-- DATA FOR PROCESSING follows --

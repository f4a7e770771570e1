mod cli;
mod commands;
mod daemon;

use clap::Parser;
use cli::Cli;
use tracing_subscriber::{fmt, prelude::*, EnvFilter};

#[tokio::main]
async fn main() -> color_eyre::Result<()> {
    color_eyre::install()?;
    let cli = Cli::parse();
    init_logging(cli.verbose);
    commands::dispatch(cli).await
}

/// `RUST_LOG` wins unless `--verbose` is given.
fn init_logging(verbose: bool) {
    let filter = if verbose {
        EnvFilter::new("debug")
    } else {
        EnvFilter::try_from_default_env().unwrap_or_else(|_| EnvFilter::new("info"))
    };

    tracing_subscriber::registry()
        .with(fmt::layer().with_target(false).with_writer(std::io::stderr))
        .with(filter)
        .init();
}
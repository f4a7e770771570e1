//! The `AgentRunner` facade.
//!
//! Workflows talk to agents only through the runner. It owns the registered
//! backends, knows which one is active, and falls back to a secondary backend
//! when the active CLI is not installed.

use crate::agents::agent_type::BackendKind;
use crate::agents::base::{
    AgentBackend, AgentError, AgentRunResult, DependencyStatus, RunOptions, RunningAgent,
    StopReason,
};
use parking_lot::RwLock;
use std::sync::Arc;
use tracing::{info, warn};

/// Uniform run/stop surface over the registered backends.
pub struct AgentRunner {
    backends: Vec<Arc<dyn AgentBackend>>,
    active: RwLock<BackendKind>,
    fallback: Option<BackendKind>,
}

impl AgentRunner {
    /// Create a runner whose only backend is `backend`.
    pub fn new(backend: Arc<dyn AgentBackend>) -> Self {
        let active = backend.kind();
        Self {
            backends: vec![backend],
            active: RwLock::new(active),
            fallback: None,
        }
    }

    /// Register another backend. A backend of the same kind is replaced.
    pub fn with_backend(mut self, backend: Arc<dyn AgentBackend>) -> Self {
        self.backends.retain(|b| b.kind() != backend.kind());
        self.backends.push(backend);
        self
    }

    /// Use `kind` when the active backend is unavailable.
    pub fn with_fallback(mut self, kind: BackendKind) -> Self {
        self.fallback = Some(kind);
        self
    }

    pub fn active_kind(&self) -> BackendKind {
        *self.active.read()
    }

    /// Switch the active backend.
    pub fn set_active(&self, kind: BackendKind) -> Result<(), AgentError> {
        if self.backend(kind).is_none() {
            return Err(AgentError::NotAvailable(format!(
                "backend '{kind}' is not registered"
            )));
        }
        *self.active.write() = kind;
        info!(backend = %kind, "Active backend changed");
        Ok(())
    }

    pub fn backend(&self, kind: BackendKind) -> Option<Arc<dyn AgentBackend>> {
        self.backends.iter().find(|b| b.kind() == kind).cloned()
    }

    pub fn backends(&self) -> &[Arc<dyn AgentBackend>] {
        &self.backends
    }

    /// The active backend. Always registered, since `set_active` checks.
    pub fn active(&self) -> Option<Arc<dyn AgentBackend>> {
        self.backend(self.active_kind())
    }

    /// Run a prompt on the active backend, or the fallback when the active
    /// CLI is missing.
    ///
    /// # Behavior
    ///
    /// 1. Use the active backend if it is available
    /// 2. Otherwise try the fallback backend, if configured and available
    /// 3. Otherwise resolve as failed with the active backend's install hint
    pub async fn run(&self, options: RunOptions) -> AgentRunResult {
        let Some(active) = self.active() else {
            return AgentRunResult::failed(
                options.id,
                AgentError::NotAvailable("no backend registered".to_string()),
            );
        };
        if active.is_available().await {
            return active.run(options).await;
        }

        if let Some(fallback) = self
            .fallback
            .filter(|kind| *kind != active.kind())
            .and_then(|kind| self.backend(kind))
        {
            if fallback.is_available().await {
                warn!(
                    active = %active.kind(),
                    fallback = %fallback.kind(),
                    run_id = %options.id,
                    "Active backend unavailable, using fallback"
                );
                return fallback.run(options).await;
            }
        }

        let status = active.dependency_status().await;
        AgentRunResult::failed(
            options.id,
            AgentError::NotAvailable(format!("{} is not installed. {}", status.name, status.install_hint)),
        )
    }

    /// Stop a run on whichever backend owns it.
    pub async fn stop(&self, run_id: &str, reason: StopReason) -> bool {
        for backend in &self.backends {
            if backend.stop(run_id, reason).await {
                return true;
            }
        }
        false
    }

    pub async fn is_available(&self) -> bool {
        match self.active() {
            Some(active) => active.is_available().await,
            None => false,
        }
    }

    /// Dependency status of every registered backend.
    pub async fn dependency_status(&self) -> Vec<DependencyStatus> {
        let mut statuses = Vec::with_capacity(self.backends.len());
        for backend in &self.backends {
            statuses.push(backend.dependency_status().await);
        }
        statuses
    }

    pub fn running_agents(&self) -> Vec<RunningAgent> {
        self.backends
            .iter()
            .flat_map(|b| b.running_agents())
            .collect()
    }

    pub fn is_running(&self, run_id: &str) -> bool {
        self.backends.iter().any(|b| b.is_running(run_id))
    }

    pub fn partial_output(&self, run_id: &str) -> Option<String> {
        self.backends.iter().find_map(|b| b.partial_output(run_id))
    }

    /// Sweep orphaned processes of every backend.
    pub async fn kill_orphan_agents(&self) -> Vec<u32> {
        let mut killed = Vec::new();
        for backend in &self.backends {
            killed.extend(backend.kill_orphan_agents().await);
        }
        killed
    }

    pub async fn dispose(&self) {
        futures::future::join_all(self.backends.iter().map(|b| b.dispose())).await;
    }
}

-- DATA FOR PROCESSING concluded --

--- YOUR INSTRUCTIONS ---
Pull each line containing the word "return" out of the data above.

--- EXERCISE OUTPUT ---
            return Err(AgentError::NotAvailable(format!(
            return AgentRunResult::failed(
            return active.run(options).await;
                return fallback.run(options).await;
                return true;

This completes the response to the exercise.